Its final mishap during its military career occurred on 6th February 1970 in the course of a cross-country proficiency flight from Trenton. The pilot flew to Bon Echo Lake, some eighty miles north-east of Trenton, to practice landings. With an overcast sky and snow conditions on the frozen lake, a grey-out condition was anticipated. The pilot, after making one approach, decided on a white-out procedure. He set up the descent at 300 feet per minute, one quarter flap, 60 knots and 14 to 16 inches of manifold pressure. During the descent the nose pitched up and the pilot, realizing that the rate of descent was excessive, applied power. The aircraft struck the snow heavily and was brought to a stop, sustaining serious damage. As the accident report concluded: “The pilot decided to modify established white-out procedures as he believed the lake was too short for a full white-out procedure. The pilot attempted to arrest the rate of descent by using elevator. This resulted in the loss of airspeed and subsequent stall”.

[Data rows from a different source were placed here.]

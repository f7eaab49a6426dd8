//! Dialect policy: every spelling, spacing, and macro-syntax decision.
//!
//! Emitters never branch on the dialect themselves. They ask the
//! [`Dialect`] for type names, literals, indentation, line endings, guards,
//! assertions, and identifier renames, so a new dialect only needs a new
//! implementation of this trait.

use std::fmt;

/// A fixed bundle of naming and formatting conventions.
pub trait Dialect: Send + Sync {
    /// Which dialect this is (for logging and provenance).
    fn kind(&self) -> DialectKind;

    /// Map a canonical C type name (`uint32_t`, `bool`, `void*`, `const`,
    /// `config_guid_t`, ...) to this dialect's spelling.
    fn type_name<'a>(&self, canonical: &'a str) -> &'a str;

    /// Boolean literal.
    fn literal(&self, value: bool) -> &'static str;

    /// Leading whitespace for the given nesting depth.
    fn indent(&self, depth: usize) -> String;

    fn line_ending(&self) -> &'static str;

    /// Include-guard text for a header named `name`. The opening form is
    /// written first in the file, the closing form last. Each includes its
    /// own line endings.
    fn include_guard(&self, name: &str, opening: bool) -> String;

    /// A compile-time assertion statement, without line ending.
    fn assertion(&self, condition: &str, message: &str) -> String;

    /// Rename a generic-style identifier (`snake_case`, `_t` type suffix).
    fn rename(&self, identifier: &str, is_type_name: bool) -> String;

    /// Headers the declaration artifact includes first.
    fn includes(&self) -> &'static [&'static str];

    /// Lines defining the assertion macro, when the environment lacks one.
    fn assertion_macro(&self) -> Option<&'static [&'static str]>;

    /// Whether generated code exposes knob setters.
    fn supports_set(&self) -> bool;

    /// Whether the GUID type must be declared by the generated header.
    fn declares_guid_type(&self) -> bool;
}

/// The available dialects.
#[derive(Debug, Clone, Copy, PartialEq, Eq, Hash, Default)]
pub enum DialectKind {
    /// `<stdint.h>` types, 4-space indent, LF, `#pragma once`, `C_ASSERT`.
    #[default]
    Generic,
    /// Firmware types (`UINT32`, `BOOLEAN`), 2-space indent, CRLF,
    /// `#ifndef` guards, `STATIC_ASSERT`, CamelCase functions.
    Firmware,
}

impl DialectKind {
    /// The policy implementing this dialect.
    pub fn policy(&self) -> &'static dyn Dialect {
        match self {
            DialectKind::Generic => &Generic,
            DialectKind::Firmware => &Firmware,
        }
    }

    pub fn parse(s: &str) -> Option<Self> {
        match s.to_lowercase().as_str() {
            "generic" | "c" | "stdlib" => Some(Self::Generic),
            "firmware" | "efi" | "uefi" => Some(Self::Firmware),
            _ => None,
        }
    }
}

impl fmt::Display for DialectKind {
    fn fmt(&self, f: &mut fmt::Formatter<'_>) -> fmt::Result {
        match self {
            Self::Generic => write!(f, "generic"),
            Self::Firmware => write!(f, "firmware"),
        }
    }
}

/// Standard C dialect.
#[derive(Debug, Clone, Copy, Default)]
pub struct Generic;

impl Dialect for Generic {
    fn kind(&self) -> DialectKind {
        DialectKind::Generic
    }

    fn type_name<'a>(&self, canonical: &'a str) -> &'a str {
        canonical
    }

    fn literal(&self, value: bool) -> &'static str {
        if value {
            "true"
        } else {
            "false"
        }
    }

    fn indent(&self, depth: usize) -> String {
        "    ".repeat(depth)
    }

    fn line_ending(&self) -> &'static str {
        "\n"
    }

    fn include_guard(&self, _name: &str, opening: bool) -> String {
        if opening {
            format!("#pragma once{}", self.line_ending())
        } else {
            String::new()
        }
    }

    fn assertion(&self, condition: &str, _message: &str) -> String {
        format!("C_ASSERT({condition});")
    }

    fn rename(&self, identifier: &str, _is_type_name: bool) -> String {
        identifier.to_string()
    }

    fn includes(&self) -> &'static [&'static str] {
        &["stdint.h", "stddef.h", "stdbool.h"]
    }

    fn assertion_macro(&self) -> Option<&'static [&'static str]> {
        Some(&[
            "#ifndef C_ASSERT",
            "// Statically verify an expression",
            "#define C_ASSERT(e) typedef char __C_ASSERT__[(e)?1:-1]",
            "#endif",
        ])
    }

    fn supports_set(&self) -> bool {
        true
    }

    fn declares_guid_type(&self) -> bool {
        true
    }
}

/// Firmware (UEFI-style) dialect.
#[derive(Debug, Clone, Copy, Default)]
pub struct Firmware;

impl Dialect for Firmware {
    fn kind(&self) -> DialectKind {
        DialectKind::Firmware
    }

    fn type_name<'a>(&self, canonical: &'a str) -> &'a str {
        match canonical {
            "int8_t" => "INT8",
            "int16_t" => "INT16",
            "int32_t" => "INT32",
            "int64_t" => "INT64",
            "uint8_t" => "UINT8",
            "uint16_t" => "UINT16",
            "uint32_t" => "UINT32",
            "uint64_t" => "UINT64",
            "bool" => "BOOLEAN",
            "size_t" => "UINTN",
            "int" => "INTN",
            "const" => "CONST",
            "void*" => "VOID *",
            "char*" => "CHAR8 *",
            "config_guid_t" => "EFI_GUID",
            "void" => "VOID",
            other => other,
        }
    }

    fn literal(&self, value: bool) -> &'static str {
        if value {
            "TRUE"
        } else {
            "FALSE"
        }
    }

    fn indent(&self, depth: usize) -> String {
        "  ".repeat(depth)
    }

    fn line_ending(&self) -> &'static str {
        "\r\n"
    }

    fn include_guard(&self, name: &str, opening: bool) -> String {
        let guard = guard_macro(name);
        let le = self.line_ending();
        if opening {
            format!("#ifndef {guard}{le}#define {guard}{le}")
        } else {
            format!("#endif // {guard}{le}")
        }
    }

    fn assertion(&self, condition: &str, message: &str) -> String {
        format!("STATIC_ASSERT({condition}, {message});")
    }

    fn rename(&self, identifier: &str, is_type_name: bool) -> String {
        if is_type_name {
            identifier
                .strip_suffix("_t")
                .unwrap_or(identifier)
                .to_uppercase()
        } else {
            upper_camel(identifier)
        }
    }

    fn includes(&self) -> &'static [&'static str] {
        &["Uefi.h"]
    }

    fn assertion_macro(&self) -> Option<&'static [&'static str]> {
        None
    }

    fn supports_set(&self) -> bool {
        false
    }

    fn declares_guid_type(&self) -> bool {
        false
    }
}

/// `config_data.h` → `CONFIG_DATA_H`.
fn guard_macro(name: &str) -> String {
    name.chars()
        .map(|c| {
            if c.is_ascii_alphanumeric() {
                c.to_ascii_uppercase()
            } else {
                '_'
            }
        })
        .collect()
}

/// `_get_knob_value` → `GetKnobValue`; `config_get_` → `ConfigGet`.
fn upper_camel(identifier: &str) -> String {
    let trimmed = identifier.strip_prefix('_').unwrap_or(identifier);
    let trimmed = trimmed.strip_suffix('_').unwrap_or(trimmed);
    let mut out = String::with_capacity(trimmed.len());
    let mut capitalize = true;
    for c in trimmed.chars() {
        if c == '_' {
            capitalize = true;
        } else if capitalize {
            out.push(c.to_ascii_uppercase());
            capitalize = false;
        } else {
            out.push(c);
        }
    }
    out
}

#[cfg(test)]
mod tests {
    use super::*;

    #[test]
    fn generic_is_identity() {
        let d = DialectKind::Generic.policy();
        assert_eq!(d.type_name("uint32_t"), "uint32_t");
        assert_eq!(d.rename("knob_t", true), "knob_t");
        assert_eq!(d.rename("_knob_default_values", false), "_knob_default_values");
        assert_eq!(d.literal(false), "false");
        assert_eq!(d.indent(2), "        ");
        assert_eq!(d.line_ending(), "\n");
    }

    #[test]
    fn firmware_types_and_literals() {
        let d = DialectKind::Firmware.policy();
        assert_eq!(d.type_name("uint32_t"), "UINT32");
        assert_eq!(d.type_name("bool"), "BOOLEAN");
        assert_eq!(d.type_name("void*"), "VOID *");
        assert_eq!(d.type_name("FanMode"), "FanMode");
        assert_eq!(d.literal(true), "TRUE");
        assert_eq!(d.indent(2), "    ");
        assert_eq!(d.line_ending(), "\r\n");
    }

    #[test]
    fn firmware_renames() {
        let d = Firmware;
        assert_eq!(d.rename("knob_t", true), "KNOB");
        assert_eq!(d.rename("knob_statistics_t", true), "KNOB_STATISTICS");
        assert_eq!(d.rename("knob_validation_fn*", true), "KNOB_VALIDATION_FN*");
        assert_eq!(d.rename("config_get_", false), "ConfigGet");
        assert_eq!(d.rename("_knob_default_values", false), "KnobDefaultValues");
        assert_eq!(d.rename("validate_enum_value_", false), "ValidateEnumValue");
        assert_eq!(d.rename("value", false), "Value");
    }

    #[test]
    fn guards() {
        assert_eq!(Generic.include_guard("config.h", true), "#pragma once\n");
        assert_eq!(Generic.include_guard("config.h", false), "");
        assert_eq!(
            Firmware.include_guard("ConfigData.h", true),
            "#ifndef CONFIGDATA_H\r\n#define CONFIGDATA_H\r\n"
        );
        assert_eq!(
            Firmware.include_guard("ConfigData.h", false),
            "#endif // CONFIGDATA_H\r\n"
        );
    }

    #[test]
    fn assertions() {
        assert_eq!(
            Generic.assertion("sizeof(A) == 4", "\"msg\""),
            "C_ASSERT(sizeof(A) == 4);"
        );
        assert_eq!(
            Firmware.assertion("sizeof(A) == 4", "\"msg\""),
            "STATIC_ASSERT(sizeof(A) == 4, \"msg\");"
        );
    }

    #[test]
    fn parse_kind() {
        assert_eq!(DialectKind::parse("EFI"), Some(DialectKind::Firmware));
        assert_eq!(DialectKind::parse("generic"), Some(DialectKind::Generic));
        assert_eq!(DialectKind::parse("rust"), None);
    }
}
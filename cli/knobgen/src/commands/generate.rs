//! `knobgen generate-header` and `generate-header-firmware`.

use std::path::{Path, PathBuf};

use anyhow::{Context, Result};
use knob_codegen::{generate_to_disk, CodegenConfig, OutputPaths};
use knob_core::{OverrideSource, Schema};

/// Load the schema and override sources, then write every header.
pub fn run(
    schema_path: &Path,
    public_header: &Path,
    service_header: &Path,
    profile_header: Option<&Path>,
    source_paths: &[PathBuf],
    config: &CodegenConfig,
) -> Result<()> {
    let schema = Schema::load(schema_path)
        .with_context(|| format!("loading schema {}", schema_path.display()))?;

    let sources = source_paths
        .iter()
        .map(|path| {
            OverrideSource::load(path)
                .with_context(|| format!("loading override source {}", path.display()))
        })
        .collect::<Result<Vec<_>>>()?;

    let paths = OutputPaths {
        public_header: public_header.to_path_buf(),
        service_header: service_header.to_path_buf(),
        profile_header: profile_header.map(Path::to_path_buf),
    };

    let written = generate_to_disk(&schema, &sources, &paths, config)
        .with_context(|| format!("generating headers from {}", schema_path.display()))?;

    println!("Generated {} header(s) ({} dialect)", written.len(), config.dialect);
    for path in &written {
        println!("  {}", path.display());
    }
    Ok(())
}
//! End-to-end generation: schema and override sources in, artifacts out.

use std::path::PathBuf;

use knob_core::{OverrideSource, Schema};

use crate::artifact::{guard_name, Artifact};
use crate::config::CodegenConfig;
use crate::declaration::emit_declarations;
use crate::definition::emit_definitions;
use crate::error::Result;
use crate::profile::{emit_profiles, merge_profiles};

/// Where each artifact goes.
#[derive(Debug, Clone, PartialEq, Eq)]
pub struct OutputPaths {
    pub public_header: PathBuf,
    pub service_header: PathBuf,
    /// Only produced when override sources are given.
    pub profile_header: Option<PathBuf>,
}

/// Render every artifact in memory.
///
/// Nothing is written here, so a failure in any artifact leaves the output
/// directory untouched.
pub fn generate(
    schema: &Schema,
    sources: &[OverrideSource],
    paths: &OutputPaths,
    config: &CodegenConfig,
) -> Result<Vec<Artifact>> {
    let dialect = config.dialect.policy();
    tracing::info!(
        schema = %schema.source,
        dialect = %config.dialect,
        knobs = schema.knobs.len(),
        "generating headers"
    );

    let mut artifacts = vec![
        Artifact {
            contents: emit_declarations(schema, dialect, config, &guard_name(&paths.public_header))?,
            path: paths.public_header.clone(),
        },
        Artifact {
            contents: emit_definitions(schema, dialect, config, &guard_name(&paths.service_header))?,
            path: paths.service_header.clone(),
        },
    ];

    if let Some(profile_header) = &paths.profile_header {
        let profiles = merge_profiles(schema, sources)?;
        artifacts.push(Artifact {
            contents: emit_profiles(
                schema,
                dialect,
                config,
                &guard_name(profile_header),
                &profiles,
            )?,
            path: profile_header.clone(),
        });
    }

    Ok(artifacts)
}

/// Render and write every artifact.
///
/// All artifacts are staged to temporary files before any destination is
/// replaced, so a render or staging failure leaves existing headers intact.
pub fn generate_to_disk(
    schema: &Schema,
    sources: &[OverrideSource],
    paths: &OutputPaths,
    config: &CodegenConfig,
) -> Result<Vec<PathBuf>> {
    let artifacts = generate(schema, sources, paths, config)?;
    let staged = artifacts
        .iter()
        .map(Artifact::stage)
        .collect::<Result<Vec<_>>>()?;
    for artifact in staged {
        artifact.commit()?;
    }
    Ok(artifacts.into_iter().map(|a| a.path).collect())
}
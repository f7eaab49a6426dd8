//! Property-based tests for validator planning, layout, and value rendering.

use proptest::prelude::*;

use knob_codegen::literal::render_value;
use knob_codegen::{
    emit_profiles, merge_profiles, CodegenConfig, ContentValidator, EnumValidator, Generic,
};
use knob_core::{
    EnumDef, EnumValue, FloatKind, IntKind, OverrideSource, Schema, StructDef, StructMember,
    Value, ValueFormat,
};

fn enum_def(numbers: &[i64]) -> EnumDef {
    EnumDef {
        name: "Probe".into(),
        help: None,
        values: numbers
            .iter()
            .enumerate()
            .map(|(i, number)| EnumValue {
                name: format!("M{i}"),
                number: *number,
                help: None,
            })
            .collect(),
    }
}

/// Builtin scalar formats.
fn scalar_format() -> impl Strategy<Value = ValueFormat> {
    prop_oneof![
        prop::sample::select(IntKind::ALL.to_vec()).prop_map(ValueFormat::Int),
        Just(ValueFormat::Float(FloatKind::F32)),
        Just(ValueFormat::Float(FloatKind::F64)),
        Just(ValueFormat::Bool),
    ]
}

/// An integer kind together with a value inside its natural range.
fn int_value() -> impl Strategy<Value = (IntKind, i128)> {
    prop::sample::select(IntKind::ALL.to_vec())
        .prop_flat_map(|kind| (Just(kind), kind.min()..=kind.max()))
}

fn knob_schema(body: &str) -> Schema {
    Schema::parse_toml(body, "prop").unwrap()
}

proptest! {
    /// Contiguous enums accept their whole range and nothing just outside it.
    #[test]
    fn dense_enum_accepts_exact_range(lowest in 0i64..100_000, len in 1i64..64, reversed in any::<bool>()) {
        let mut numbers: Vec<i64> = (lowest..lowest + len).collect();
        if reversed {
            numbers.reverse();
        }
        let def = enum_def(&numbers);
        let plan = EnumValidator::plan(&def, 0).unwrap();
        prop_assert!(!plan.is_sparse());
        for n in lowest..lowest + len {
            prop_assert!(plan.accepts(n));
        }
        prop_assert!(!plan.accepts(lowest - 1));
        prop_assert!(!plan.accepts(lowest + len));
    }

    /// Sparse enums accept exactly their declared members.
    #[test]
    fn sparse_enum_accepts_only_members(
        members in prop::collection::btree_set(-100_000i64..100_000, 2..24),
        samples in prop::collection::vec(any::<i32>(), 0..64),
    ) {
        let numbers: Vec<i64> = members.iter().copied().collect();
        let span = numbers[numbers.len() - 1] - numbers[0];
        prop_assume!(span > numbers.len() as i64);

        let def = enum_def(&numbers);
        let plan = EnumValidator::plan(&def, 0).unwrap();
        prop_assert!(plan.is_sparse());
        for n in &numbers {
            prop_assert!(plan.accepts(*n));
        }
        for sample in samples {
            let sample = i64::from(sample);
            prop_assert_eq!(plan.accepts(sample), members.contains(&sample));
        }
        // Every undeclared number inside the range is rejected too.
        for n in numbers[0]..=numbers[0] + 64 {
            prop_assert_eq!(plan.accepts(n), members.contains(&n));
        }
    }

    /// Packed struct size is the plain sum of member sizes times counts.
    #[test]
    fn struct_size_has_no_padding(
        members in prop::collection::vec((scalar_format(), 1u32..8), 1..12),
    ) {
        let schema = Schema::default();
        let expected: u64 = members
            .iter()
            .map(|(format, count)| schema.size_of(format).unwrap() * u64::from(*count))
            .sum();
        let def = StructDef {
            name: "Packed".into(),
            help: None,
            members: members
                .into_iter()
                .enumerate()
                .map(|(i, (format, count))| StructMember {
                    name: format!("m{i}"),
                    format,
                    count,
                    min: None,
                    max: None,
                    help: None,
                })
                .collect(),
        };
        prop_assert_eq!(schema.struct_size(&def).unwrap(), expected);
    }

    /// Rendered integer literals parse back to the same value.
    #[test]
    fn integer_literals_round_trip((kind, v) in int_value()) {
        let schema = Schema::default();
        let format = ValueFormat::Int(kind);
        let text = render_value(&schema, &format, &Value::Int(v), &Generic).unwrap();
        prop_assert_eq!(schema.parse_value(&format, &text).unwrap(), Value::Int(v));
    }

    /// Rendered float literals parse back to the same value.
    #[test]
    fn float_literals_round_trip(v in -1.0e30f64..1.0e30, wide in any::<bool>()) {
        let schema = Schema::default();
        let kind = if wide { FloatKind::F64 } else { FloatKind::F32 };
        let format = ValueFormat::Float(kind);
        let text = render_value(&schema, &format, &Value::Float(v), &Generic).unwrap();
        prop_assert_eq!(schema.parse_value(&format, &text).unwrap(), Value::Float(v));
    }

    /// A narrowed bound accepts both edges and rejects one step outside.
    #[test]
    fn narrowed_bounds_are_inclusive(min in 1u32..30_000, width in 0u32..30_000) {
        let max = min + width;
        let schema = knob_schema(&format!(
            r#"
[[knobs]]
name = "limit"
namespace = "8c7a7f4e-3b9b-4f25-9a52-5d9e0d3a4c11"
format = "uint16_t"
default = {min}
min = {min}
max = {max}
"#
        ));
        let knob = schema.find_knob("limit").unwrap();
        let plan = ContentValidator::plan(knob).unwrap();
        let check = |v: u32| plan.accepts(&schema, knob, &Value::Int(i128::from(v)));
        prop_assert!(check(min));
        prop_assert!(check(max));
        prop_assert!(!check(min - 1));
        prop_assert!(!check(max + 1));
    }

    /// Each profile array holds one entry per override plus the sentinel.
    #[test]
    fn profile_arrays_count_overrides(mask in prop::collection::vec(any::<bool>(), 1..10)) {
        let mut body = String::new();
        for i in 0..mask.len() {
            body.push_str(&format!(
                "[[knobs]]\nname = \"k{i}\"\nnamespace = \"8c7a7f4e-3b9b-4f25-9a52-5d9e0d3a4c11\"\nformat = \"bool\"\n\n"
            ));
        }
        let schema = knob_schema(&body);

        let mut source = OverrideSource::new("p");
        for (i, set) in mask.iter().enumerate() {
            if *set {
                source.set(&format!("k{i}"), true);
            }
        }
        let profiles = merge_profiles(&schema, &[source]).unwrap();
        let out = emit_profiles(&schema, &Generic, &CodegenConfig::default(), "p.h", &profiles)
            .unwrap();

        let array = out
            .split("profile_p_overrides[PROFILE_P_OVERRIDES_COUNT + 1] = {")
            .nth(1)
            .and_then(|rest| rest.split("};").next())
            .unwrap();
        let overridden = mask.iter().filter(|m| **m).count();
        prop_assert_eq!(array.matches(".knob = ").count(), overridden + 1);
        let last = array.rsplit(".knob = ").next().unwrap();
        prop_assert!(last.starts_with("KNOB_MAX,"));
    }
}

That accident marked the end of 3685's flying career with the military. The damage was such that the aircraft could not be flown out. Twelve men cleared a road into the lake, dismantled the Otter and loaded it onto two flat bed trailers, an operation which took three days. It was roaded first to Trenton and then to the Mountain View depot, where it arrived on 17th March 1970 and was put up for disposal in its damaged condition in October '70. The purchaser was Gander Aviation Ltd of Gander, Newfoundland, an operator of Beavers, Otters and Cessnas from a base at the Gander International Airport. The company purchased three Otters from the Canadian military in February 1971, all of which were located at Mountain View and all of which were in a damaged condition. All three were trucked from Mountain View to Oshawa, Ontario where they were rebuilt for Gander Aviation by Weston Aircraft Ltd of Oshawa. Provisional allocation of marks occurred on 13th May 1971, CF-QOQ (46), CF-QOR (375) and CF-QOS (398). CF-QOS went into service with Gander Aviation and the other two, after repair, were sold on.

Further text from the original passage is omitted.